In sitting with her and Neil, I realised why I wanted her to stay. I was afraid of losing her. I had lost a lot of people very early on in life and I had never let anyone get this close to me. She somehow had managed that without me ever intending for it to happen. And now that the book was done and she had sent it to her editor, my work was mostly done. This goodbye was a long time coming. The inevitable end to whatever it is that we had, was finally here. We would always remain friends but there was no doubt that we would grow apart now that we weren't constantly together. Everything was going to change, she was leaving.

I wish I had been brave enough to tell her because what followed was six months of radio silence. She kept updating me about the status of her book but that was it. Never anything more. Never anything other than what was absolutely necessary.

I glanced at the time. I did not have a lot of time to spend with Neil right now. I decided that I would leave him the flowers and then come back later to have a proper chat after brunch was done. I had food with me and Eric would be furious If I did not arrive before everyone else to help him set up.

What I recieved next was the biggest surprise of my life.

There was a sunflower on his grave today. Ariel. I could not believe my eyes. She remembered. After all this time, she remembered. There was nobody but me left to remember him after my parents had passed away. It was as if even in after life, he had achieved to make a new friend.

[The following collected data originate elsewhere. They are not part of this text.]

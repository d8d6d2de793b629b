use std::ops::DerefMut;
use std::sync::Arc;

use database::DbConnectionPool;
use database::tables::*;
use diesel::prelude::*;
use diesel_async::RunQueryDsl;
use tracing::Level;

use crate::ContentSource;
use crate::Document;
use crate::Error;
use crate::Metadata;
use crate::Term;
use crate::TermKind;
use crate::User;

/// [ContentSource] reading a PostgreSQL database with the CMS schema
#[derive(Clone)]
pub struct PgContentSource {
    pool: Arc<DbConnectionPool>,
}

impl PgContentSource {
    pub fn new(pool: Arc<DbConnectionPool>) -> Self {
        Self { pool }
    }
}

impl ContentSource for PgContentSource {
    type Error = Error;

    #[tracing::instrument(skip_all, fields(%id), err)]
    async fn document(&self, id: i64) -> Result<Option<Document>, Self::Error> {
        let conn = self.pool.get().await?;
        let document = posts::table
            .filter(posts::id.eq(id))
            .select(Document::as_select())
            .first(conn.write().await.deref_mut())
            .await
            .optional()?;
        Ok(document)
    }

    #[tracing::instrument(skip_all, fields(nb_documents), err)]
    async fn document_ids(&self) -> Result<Vec<i64>, Self::Error> {
        let conn = self.pool.get().await?;
        let ids = posts::table
            .select(posts::id)
            .order(posts::id.asc())
            .load::<i64>(conn.write().await.deref_mut())
            .await?;
        tracing::Span::current().record("nb_documents", ids.len());
        Ok(ids)
    }

    #[tracing::instrument(skip_all, fields(%document_id), err)]
    async fn metadata(&self, document_id: i64) -> Result<Metadata, Self::Error> {
        let conn = self.pool.get().await?;
        let rows = postmeta::table
            .filter(postmeta::post_id.eq(document_id))
            .select((postmeta::meta_key, postmeta::meta_value))
            .order(postmeta::meta_id.asc())
            .load::<(Option<String>, Option<String>)>(conn.write().await.deref_mut())
            .await?;
        Ok(rows
            .into_iter()
            .filter_map(|(key, value)| Some((key?, value.unwrap_or_default())))
            .collect())
    }

    #[tracing::instrument(skip_all, fields(%document_id, %kind), ret(level = Level::DEBUG), err)]
    async fn document_terms(
        &self,
        document_id: i64,
        kind: TermKind,
    ) -> Result<Vec<Term>, Self::Error> {
        let conn = self.pool.get().await?;
        let document_terms = term_relationships::table
            .inner_join(term_taxonomy::table.inner_join(terms::table))
            .filter(term_relationships::object_id.eq(document_id))
            .filter(term_taxonomy::taxonomy.eq(kind.taxonomy()))
            .select(Term::as_select())
            .order(terms::term_id.asc())
            .load(conn.write().await.deref_mut())
            .await?;
        Ok(document_terms)
    }

    #[tracing::instrument(skip_all, fields(%kind), err)]
    async fn terms(&self, kind: TermKind) -> Result<Vec<Term>, Self::Error> {
        let conn = self.pool.get().await?;
        let all_terms = term_taxonomy::table
            .inner_join(terms::table)
            .filter(term_taxonomy::taxonomy.eq(kind.taxonomy()))
            .select(Term::as_select())
            .order(terms::term_id.asc())
            .load(conn.write().await.deref_mut())
            .await?;
        Ok(all_terms)
    }

    #[tracing::instrument(skip_all, fields(%id), err)]
    async fn user(&self, id: i64) -> Result<Option<User>, Self::Error> {
        let conn = self.pool.get().await?;
        let user = users::table
            .filter(users::id.eq(id))
            .select(User::as_select())
            .first(conn.write().await.deref_mut())
            .await
            .optional()?;
        Ok(user)
    }

    #[tracing::instrument(skip_all, err)]
    async fn users(&self) -> Result<Vec<User>, Self::Error> {
        let conn = self.pool.get().await?;
        let all_users = users::table
            .select(User::as_select())
            .order(users::id.asc())
            .load(conn.write().await.deref_mut())
            .await?;
        Ok(all_users)
    }
}
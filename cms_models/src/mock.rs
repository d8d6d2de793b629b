//! In-memory [ContentSource] for tests

use std::collections::BTreeMap;
use std::sync::Arc;
use std::sync::Mutex;
use std::sync::MutexGuard;
use std::sync::PoisonError;

use chrono::NaiveDate;
use chrono::NaiveDateTime;

use crate::ContentSource;
use crate::Document;
use crate::Metadata;
use crate::Term;
use crate::TermKind;
use crate::User;

#[derive(Debug, thiserror::Error)]
#[error("the mocked content store is unavailable")]
pub struct MockSourceError;

#[derive(Debug, Default)]
struct Content {
    documents: BTreeMap<i64, Document>,
    metadata: BTreeMap<i64, Metadata>,
    classification: BTreeMap<(i64, TermKind), Vec<i64>>,
    terms: BTreeMap<TermKind, BTreeMap<i64, Term>>,
    users: BTreeMap<i64, User>,
    unavailable: bool,
}

/// A content store living in memory, shared between clones
#[derive(Debug, Clone, Default)]
pub struct MockContentSource {
    content: Arc<Mutex<Content>>,
}

/// A published page with default values, holding `content` as body
pub fn document(id: i64, content: &str) -> Document {
    let modified: NaiveDateTime = NaiveDate::from_ymd_opt(2024, 5, 17)
        .and_then(|date| date.and_hms_opt(10, 30, 0))
        .unwrap_or_default();
    Document {
        id,
        author: 1,
        title: format!("Document {id}"),
        status: "publish".to_owned(),
        parent: 0,
        comment_status: "open".to_owned(),
        name: format!("document-{id}"),
        modified,
        modified_gmt: modified,
        guid: format!("https://example.org/?p={id}"),
        post_type: "post".to_owned(),
        content: content.to_owned(),
    }
}

pub fn term(term_id: i64, name: &str) -> Term {
    Term {
        term_id,
        name: name.to_owned(),
        slug: name.to_lowercase().replace(' ', "-"),
    }
}

pub fn user(id: i64, display_name: &str) -> User {
    let login = display_name.to_lowercase().replace(' ', ".");
    User {
        id,
        email: format!("{login}@example.org"),
        login,
        display_name: display_name.to_owned(),
    }
}

impl MockContentSource {
    pub fn new() -> Self {
        Self::default()
    }

    fn lock(&self) -> MutexGuard<'_, Content> {
        self.content.lock().unwrap_or_else(PoisonError::into_inner)
    }

    pub fn with_document(self, document: Document) -> Self {
        self.lock().documents.insert(document.id, document);
        self
    }

    pub fn with_meta(self, document_id: i64, key: &str, value: &str) -> Self {
        self.lock()
            .metadata
            .entry(document_id)
            .or_default()
            .insert(key, value);
        self
    }

    /// Registers `term` and classifies the document with it
    pub fn with_document_term(self, document_id: i64, kind: TermKind, term: Term) -> Self {
        {
            let mut content = self.lock();
            content
                .classification
                .entry((document_id, kind))
                .or_default()
                .push(term.term_id);
            content
                .terms
                .entry(kind)
                .or_default()
                .insert(term.term_id, term);
        }
        self
    }

    pub fn with_term(self, kind: TermKind, term: Term) -> Self {
        self.lock()
            .terms
            .entry(kind)
            .or_default()
            .insert(term.term_id, term);
        self
    }

    pub fn with_user(self, user: User) -> Self {
        self.lock().users.insert(user.id, user);
        self
    }

    /// Makes every following read fail
    pub fn set_unavailable(&self, unavailable: bool) {
        self.lock().unavailable = unavailable;
    }

    fn read<T>(&self, f: impl FnOnce(&Content) -> T) -> Result<T, MockSourceError> {
        let content = self.lock();
        if content.unavailable {
            return Err(MockSourceError);
        }
        Ok(f(&content))
    }
}

impl ContentSource for MockContentSource {
    type Error = MockSourceError;

    async fn document(&self, id: i64) -> Result<Option<Document>, Self::Error> {
        self.read(|content| content.documents.get(&id).cloned())
    }

    async fn document_ids(&self) -> Result<Vec<i64>, Self::Error> {
        self.read(|content| content.documents.keys().copied().collect())
    }

    async fn metadata(&self, document_id: i64) -> Result<Metadata, Self::Error> {
        self.read(|content| {
            content
                .metadata
                .get(&document_id)
                .cloned()
                .unwrap_or_default()
        })
    }

    async fn document_terms(
        &self,
        document_id: i64,
        kind: TermKind,
    ) -> Result<Vec<Term>, Self::Error> {
        self.read(|content| {
            let mut ids = content
                .classification
                .get(&(document_id, kind))
                .cloned()
                .unwrap_or_default();
            ids.sort_unstable();
            ids.dedup();
            ids.iter()
                .filter_map(|id| content.terms.get(&kind)?.get(id).cloned())
                .collect()
        })
    }

    async fn terms(&self, kind: TermKind) -> Result<Vec<Term>, Self::Error> {
        self.read(|content| {
            content
                .terms
                .get(&kind)
                .map(|terms| terms.values().cloned().collect())
                .unwrap_or_default()
        })
    }

    async fn user(&self, id: i64) -> Result<Option<User>, Self::Error> {
        self.read(|content| content.users.get(&id).cloned())
    }

    async fn users(&self) -> Result<Vec<User>, Self::Error> {
        self.read(|content| content.users.values().cloned().collect())
    }
}

#[cfg(test)]
mod tests {
    use pretty_assertions::assert_eq;

    use super::*;

    #[tokio::test]
    async fn document_terms_are_ordered_and_resolved() {
        let source = MockContentSource::new()
            .with_document(document(1, ""))
            .with_document_term(1, TermKind::Tag, term(9, "Rust"))
            .with_document_term(1, TermKind::Tag, term(4, "Redis"))
            .with_document_term(1, TermKind::Category, term(2, "News"));

        let tags = source.document_terms(1, TermKind::Tag).await.unwrap();
        assert_eq!(tags, vec![term(4, "Redis"), term(9, "Rust")]);
        assert_eq!(
            source.terms(TermKind::Category).await.unwrap(),
            vec![term(2, "News")]
        );
        assert!(source.document_terms(2, TermKind::Tag).await.unwrap().is_empty());
    }

    #[tokio::test]
    async fn unavailable_source_fails_every_read() {
        let source = MockContentSource::new().with_document(document(1, ""));
        source.set_unavailable(true);
        assert!(source.document_ids().await.is_err());
        assert!(source.document(1).await.is_err());
        source.set_unavailable(false);
        assert_eq!(source.document_ids().await.unwrap(), vec![1]);
    }
}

Sometimes we tend to underestimate people and the compassion they have for other humans dead or alive. We are capable of true miracles but we tend to flow with the current into the mundanities of everyday life. Miracles are happening all around us but we are too busy and closed minded to see them. Miracles do not have to be some sort of divine interventions that leave you astounded and make you question your life. I believe miracles are small kindnesses a living being does for another when they have nothing to gain in return. Miracles leave you feeling warm and restore your faith in humanity.

To me, the fact that a dead guy had made a friend was a miracle. When he was alive, he was ridiculed, hated even but now, years after his death, he has a friend who does not even know him but leaves him flowers. Not just any flower, but sunflowers, to make his day brighter.

This is Ariel's unwitting kindness to me.

I thought about the envelope in my bag, maybe it wasn't such a bad idea after all.